━━━━━ Records shown
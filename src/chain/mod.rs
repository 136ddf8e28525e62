/// Chain client abstraction
///
/// The wallet core talks to the TRON network through this minimal
/// surface and never assumes a specific RPC transport. `grid.rs`
/// provides the production implementation against a TronGrid-style
/// REST gateway; tests substitute their own mock.
pub mod grid;

use async_trait::async_trait;
use serde::{Deserialize, Serialize};

use crate::error::WalletError;
use crate::keys::TronAddress;
use crate::tron::SignedTransfer;

pub use grid::GridClient;

/// On-chain status of a transaction as reported by a node.
#[derive(Clone, Copy, Debug, PartialEq, Eq)]
pub enum ChainTxStatus {
    /// The node has never seen this transaction id.
    Unknown,
    /// Accepted into the mempool or a not-yet-solid block.
    Pending,
    Confirmed,
    Failed,
}

/// TRC20 token metadata read from the contract.
#[derive(Clone, Debug, Serialize, Deserialize)]
pub struct TokenMetadata {
    pub name: String,
    pub symbol: String,
    pub decimals: u8,
}

#[async_trait]
pub trait ChainClient: Send + Sync {
    /// Native TRX balance in sun.
    async fn get_native_balance(&self, address: &TronAddress) -> Result<u64, WalletError>;

    /// TRC20 balance in the token's base units.
    async fn get_token_balance(
        &self,
        address: &TronAddress,
        contract: &TronAddress,
    ) -> Result<u64, WalletError>;

    async fn get_token_metadata(&self, contract: &TronAddress)
        -> Result<TokenMetadata, WalletError>;

    /// Broadcast a signed native transfer, returning the transaction id.
    async fn broadcast_native_transfer(&self, signed: &SignedTransfer)
        -> Result<String, WalletError>;

    /// Broadcast a signed TRC20 transfer, returning the transaction id.
    async fn broadcast_token_transfer(&self, signed: &SignedTransfer)
        -> Result<String, WalletError>;

    async fn get_transaction_status(&self, txid: &str) -> Result<ChainTxStatus, WalletError>;
}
━━━━━━━━━━
Work instructions:
Copy word for word the stretch of entries above from the line that has "repository 136ddf8e28525e62" through the line that has "async fn get_token_metadata(&self, contract: &TronAddress)", both ends included, and nothing outside it.

Answer:
repository 136ddf8e28525e62
/// Chain client abstraction
///
/// The wallet core talks to the TRON network through this minimal
/// surface and never assumes a specific RPC transport. `grid.rs`
/// provides the production implementation against a TronGrid-style
/// REST gateway; tests substitute their own mock.
pub mod grid;

use async_trait::async_trait;
use serde::{Deserialize, Serialize};

use crate::error::WalletError;
use crate::keys::TronAddress;
use crate::tron::SignedTransfer;

pub use grid::GridClient;

/// On-chain status of a transaction as reported by a node.
#[derive(Clone, Copy, Debug, PartialEq, Eq)]
pub enum ChainTxStatus {
    /// The node has never seen this transaction id.
    Unknown,
    /// Accepted into the mempool or a not-yet-solid block.
    Pending,
    Confirmed,
    Failed,
}

/// TRC20 token metadata read from the contract.
#[derive(Clone, Debug, Serialize, Deserialize)]
pub struct TokenMetadata {
    pub name: String,
    pub symbol: String,
    pub decimals: u8,
}

#[async_trait]
pub trait ChainClient: Send + Sync {
    /// Native TRX balance in sun.
    async fn get_native_balance(&self, address: &TronAddress) -> Result<u64, WalletError>;

    /// TRC20 balance in the token's base units.
    async fn get_token_balance(
        &self,
        address: &TronAddress,
        contract: &TronAddress,
    ) -> Result<u64, WalletError>;

    async fn get_token_metadata(&self, contract: &TronAddress)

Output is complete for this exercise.